CEO Julian Daly said criminal elements preying on the homeless was one of the obstacles identified by Our Place — which provides support services for the street community — along with lack of outreach, shelter spaces and appropriate health services.
Daly said he welcomed the fact that police have taken the opportunity “to finally focus on the people who are criminals on the street.”
“They’re not criminalizing people who are homeless because they’re homeless, and we’re glad to see that.”
Since July, the province’s health and housing ministries, the City of Victoria, Island Health, VicPD and service providers have been meeting weekly to figure out what to do about the entrenched street encampments in Victoria, Daly said.
Daly said he’s feeling positive about the meetings, though he couldn’t go into specifics due to confidentiality agreements.
“This is the first time for many years that everyone who needs to come together, who has a piece of this solution, has come together and are determined to to make significant changes.”
Daly said Victoria police’s nine-week timeline for its partner agencies to start providing temporary or permanent housing to those living along Pandora Avenue and Ellice Street is realistic.
One thing he doesn’t believe, however, is that the July 11 assault on the paramedic represents growing disorder on the streets.
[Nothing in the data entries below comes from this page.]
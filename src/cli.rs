use clap::Parser;
use std::path::PathBuf;

/// Phong-lit sphere viewer.
#[derive(Parser, Debug)]
#[command(name = "phong-sphere", version, about)]
pub struct Args {
    /// TOML config file. Defaults are used when omitted.
    #[arg(long)]
    pub config: Option<PathBuf>,

    /// Log filter directive (e.g. `debug`, `phong_sphere=trace`).
    #[arg(long)]
    pub log_level: Option<String>,

    /// Latitude segment override.
    #[arg(long)]
    pub lat: Option<u32>,

    /// Longitude segment override.
    #[arg(long)]
    pub lon: Option<u32>,
}

pub fn parse() -> Args {
    Args::parse()
}
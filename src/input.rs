use std::collections::HashSet;

use winit::event::{ElementState, WindowEvent};
use winit::keyboard::{KeyCode, PhysicalKey};

/// Tracks keyboard state across frames.
#[derive(Default)]
pub struct Input {
    keys_down: HashSet<KeyCode>,
    keys_pressed: HashSet<KeyCode>,
    keys_released: HashSet<KeyCode>,
}

impl Input {
    pub fn new() -> Self {
        Self::default()
    }

    /// Call at the end of each frame to reset per-frame state.
    pub fn begin_frame(&mut self) {
        self.keys_pressed.clear();
        self.keys_released.clear();
    }

    /// Process a window event and update input state.
    pub fn handle_event(&mut self, event: &WindowEvent) {
        if let WindowEvent::KeyboardInput { event, .. } = event {
            if let PhysicalKey::Code(key) = event.physical_key {
                self.handle_key(key, event.state);
            }
        }
    }

    pub(crate) fn handle_key(&mut self, key: KeyCode, state: ElementState) {
        match state {
            ElementState::Pressed => {
                // OS key repeat arrives as further presses while held.
                if !self.keys_down.contains(&key) {
                    self.keys_pressed.insert(key);
                }
                self.keys_down.insert(key);
            }
            ElementState::Released => {
                self.keys_down.remove(&key);
                self.keys_released.insert(key);
            }
        }
    }

    /// Returns true if the key is currently held down.
    pub fn key_down(&self, key: KeyCode) -> bool {
        self.keys_down.contains(&key)
    }

    /// Returns true if the key was pressed this frame.
    pub fn key_pressed(&self, key: KeyCode) -> bool {
        self.keys_pressed.contains(&key)
    }

    /// Returns true if the key was released this frame.
    pub fn key_released(&self, key: KeyCode) -> bool {
        self.keys_released.contains(&key)
    }

    /// Keys pressed this frame, in no particular order.
    pub fn pressed_keys(&self) -> impl Iterator<Item = KeyCode> + '_ {
        self.keys_pressed.iter().copied()
    }

    /// Keys released this frame, in no particular order.
    pub fn released_keys(&self) -> impl Iterator<Item = KeyCode> + '_ {
        self.keys_released.iter().copied()
    }
}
The individual accused of the assault was violent “because they were mentally unwell, not because they were inherently violent and criminal in nature,” he said.
Daly said his organization had repeatedly sought help for the man, who has a history of seizures.
Nonetheless, paramedics and firefighters are no longer responding to the 900-block of Pandora Avenue without a police escort.
Corey Froese, provincial safety director for the union representing paramedics and ambulance dispatchers, said incidents like the July 11 assault can cause long-lasting trauma for paramedics.
“Those types of traumatic events, they have a very ugly way of rearing their head,” he said. “It causes fear, it causes all sorts of emotional trauma.”
The paramedic was part of a pair of bike paramedics responding to a report of a seizure in the Pandora tent encampment, Froese said. He was putting away his gear after assessing the vital signs of the patient, who was conscious, co-operative and wanting to be transported to hospital, when the patient suddenly punched the paramedic in the face “out of nowhere,” Froese said.
“He got knocked to the ground, and then unfortunately, while he was on the ground trying to crawl away to safety, he got kicked in the face by the same person.”
About 60 people in the encampment converged after they saw the paramedic was knocked down, Froese said.
The incident prompted a rare all-hands call for every available Victoria officer and responses from five neighbouring police departments to a situation that Victoria City Police Union president Angela Van Eerd had described as a “very hostile environment.”
Manak said police are prioritizing emergency responses that require a police escort, and he’s offered firefighters and paramedics the ability to make their own call as to whether an escort is needed for potential life-or-death responses.
Froese said he’s not aware if any changes to the police escort requirement would happen soon.
There are regularly updated violence-risk assessment documents for nearly every tent encampment in B.C., including the ones on Pandora and Ellice, but the situation can change by the minute, he said.
“Everything that the police has done, from my perspective, has been much needed,” he said. “We have a legal obligation to be safe and paramedics don’t always know what to look for.”